▶ PROBLEM: Show, from the entries below, every line in which "FixableIssue" appears.

▶ PROVIDED DATA:
▬▬▬▬▬▬

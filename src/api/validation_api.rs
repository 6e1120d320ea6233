// ==========================================
// 门店活动排班校验系统 - 排班校验 API
// ==========================================
// 职责: 对外暴露校验、修复向导、快速检查、候选人建议、提案审批
// 所有返回值均可 serde 序列化
// ==========================================

use chrono::{NaiveDate, NaiveDateTime};
use rusqlite::Connection;
use serde_json::Value as JsonValue;
use std::path::PathBuf;
use std::sync::{Arc, Mutex};
use tracing::info;

use crate::api::error::{ApiError, ApiResult};
use crate::config::ConfigManager;
use crate::db::{init_schema, open_sqlite_connection};
use crate::domain::fix::{FixAction, FixOutcome, FixableIssue};
use crate::domain::issue::{RangeValidationResult, ValidationResult, WeeklyValidationResult};
use crate::engine::{
    ApprovalOutcome, ApprovalService, AssignmentSubmitter, CandidateSuggester, CandidateSuggestion,
    ConflictCheck, DailyRuleEngine, FixApplier, FixOptionGenerator, NoOpSubmitter, RangeRuleEngine,
    RunApprovalSummary, ValidationRepositories, WeeklyAggregator,
};

/// 数据库默认路径
///
/// 优先级: SHIFT_GUARD_DB_PATH 环境变量 > 用户数据目录 > 当前目录
pub fn default_db_path() -> String {
    if let Ok(path) = std::env::var("SHIFT_GUARD_DB_PATH") {
        let trimmed = path.trim();
        if !trimmed.is_empty() {
            return trimmed.to_string();
        }
    }

    let mut path = PathBuf::from("./shift_guard.db");
    if let Some(data_dir) = dirs::data_dir() {
        let dir = data_dir.join("shift-guard");
        if std::fs::create_dir_all(&dir).is_ok() {
            path = dir.join("shift_guard.db");
        }
    }
    path.to_string_lossy().to_string()
}

// ==========================================
// ScheduleValidationApi - 排班校验 API
// ==========================================

/// 排班校验API
///
/// 职责：
/// 1. 单日/区间/周校验
/// 2. 修复向导（问题 + 修复菜单、执行修复）
/// 3. 快速冲突检查与候选人建议
/// 4. 提案审批与拒绝
pub struct ScheduleValidationApi {
    config_manager: Arc<ConfigManager>,
    daily_engine: DailyRuleEngine,
    range_engine: RangeRuleEngine,
    weekly_aggregator: WeeklyAggregator,
    fix_generator: FixOptionGenerator,
    fix_applier: FixApplier,
    candidate_suggester: CandidateSuggester,
    approval_service: ApprovalService,
}

impl ScheduleValidationApi {
    /// 基于共享连接创建（外部提交使用 NoOpSubmitter）
    pub fn new(conn: Arc<Mutex<Connection>>) -> Self {
        Self::with_submitter(conn, Arc::new(NoOpSubmitter))
    }

    /// 基于共享连接创建并注入外部提交者
    pub fn with_submitter(conn: Arc<Mutex<Connection>>, submitter: Arc<dyn AssignmentSubmitter>) -> Self {
        let repos = ValidationRepositories::new(conn.clone());
        let config_manager = Arc::new(ConfigManager::new(conn));

        Self {
            daily_engine: DailyRuleEngine::new(repos.clone(), config_manager.clone()),
            range_engine: RangeRuleEngine::new(repos.clone(), config_manager.clone()),
            weekly_aggregator: WeeklyAggregator::new(repos.clone(), config_manager.clone()),
            fix_generator: FixOptionGenerator::new(repos.clone(), config_manager.clone()),
            fix_applier: FixApplier::new(repos.clone(), config_manager.clone()),
            candidate_suggester: CandidateSuggester::new(repos.clone(), config_manager.clone()),
            approval_service: ApprovalService::new(repos, config_manager.clone(), submitter),
            config_manager,
        }
    }

    /// 打开数据库文件（必要时建表）并创建 API
    pub fn open(db_path: &str) -> ApiResult<Self> {
        let conn = open_sqlite_connection(db_path)?;
        init_schema(&conn)?;
        info!(db_path, "数据库已打开");
        Ok(Self::new(Arc::new(Mutex::new(conn))))
    }

    pub fn config_manager(&self) -> Arc<ConfigManager> {
        self.config_manager.clone()
    }

    // ==========================================
    // 校验接口
    // ==========================================

    /// 单日校验
    pub fn verify_day(&self, date: NaiveDate) -> ApiResult<ValidationResult> {
        Ok(self.daily_engine.verify_day(date)?)
    }

    /// 区间校验
    ///
    /// # 参数
    /// - include_pending: 是否合并 run_id 的待审批提案（run_id 为空时无提案可合并）
    pub fn verify_range(
        &self,
        start: NaiveDate,
        end: NaiveDate,
        include_pending: bool,
        run_id: Option<&str>,
    ) -> ApiResult<RangeValidationResult> {
        Ok(self.range_engine.verify_range(start, end, include_pending, run_id)?)
    }

    /// 周校验（week_start 起 7 天）
    pub fn validate_week(&self, week_start: NaiveDate) -> ApiResult<WeeklyValidationResult> {
        Ok(self.weekly_aggregator.validate_week(week_start)?)
    }

    // ==========================================
    // 修复向导接口
    // ==========================================

    pub fn get_fixable_issues(&self, week_start: NaiveDate) -> ApiResult<Vec<FixableIssue>> {
        Ok(self.fix_generator.get_fixable_issues(week_start)?)
    }

    /// 执行修复（失败以 success=false 返回，不抛错）
    pub fn apply_fix(&self, action: &FixAction) -> FixOutcome {
        self.fix_applier.apply_fix(action)
    }

    /// 以 (动作名, 目标 JSON) 形式执行修复
    pub fn apply_fix_raw(&self, action_kind: &str, target: JsonValue) -> FixOutcome {
        self.fix_applier.apply_fix_raw(action_kind, target)
    }

    // ==========================================
    // 快速检查 / 候选人
    // ==========================================

    pub fn quick_conflict_check(
        &self,
        employee_id: &str,
        timestamp: NaiveDateTime,
        event_ref: i64,
    ) -> ApiResult<ConflictCheck> {
        if employee_id.trim().is_empty() {
            return Err(ApiError::InvalidInput("employee_id must not be empty".to_string()));
        }
        Ok(self.range_engine.quick_conflict_check(employee_id, timestamp, event_ref)?)
    }

    pub fn suggest_candidates(
        &self,
        event_ref: i64,
        timestamp: NaiveDateTime,
        exclude: &[String],
    ) -> ApiResult<Vec<CandidateSuggestion>> {
        Ok(self.candidate_suggester.suggest_candidates(event_ref, timestamp, exclude)?)
    }

    // ==========================================
    // 提案审批接口
    // ==========================================

    pub fn approve_proposal(&self, proposal_id: i64) -> ApiResult<ApprovalOutcome> {
        Ok(self.approval_service.approve_proposal(proposal_id)?)
    }

    pub fn approve_run(&self, run_id: &str) -> ApiResult<RunApprovalSummary> {
        Ok(self.approval_service.approve_run(run_id)?)
    }

    /// 拒绝运行
    ///
    /// # 返回
    /// - 删除的提案数
    pub fn reject_run(&self, run_id: &str) -> ApiResult<usize> {
        Ok(self.approval_service.reject_run(run_id)?)
    }

    // ==========================================
    // 配置
    // ==========================================

    /// 丢弃配置缓存（下次读取时重新加载）
    pub fn invalidate_config(&self) {
        self.config_manager.invalidate();
    }
}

▬▬▬▬▬▬

▶ ANSWER FOR THIS EXERCISE:
use crate::domain::fix::{FixAction, FixOutcome, FixableIssue};
    pub fn get_fixable_issues(&self, week_start: NaiveDate) -> ApiResult<Vec<FixableIssue>> {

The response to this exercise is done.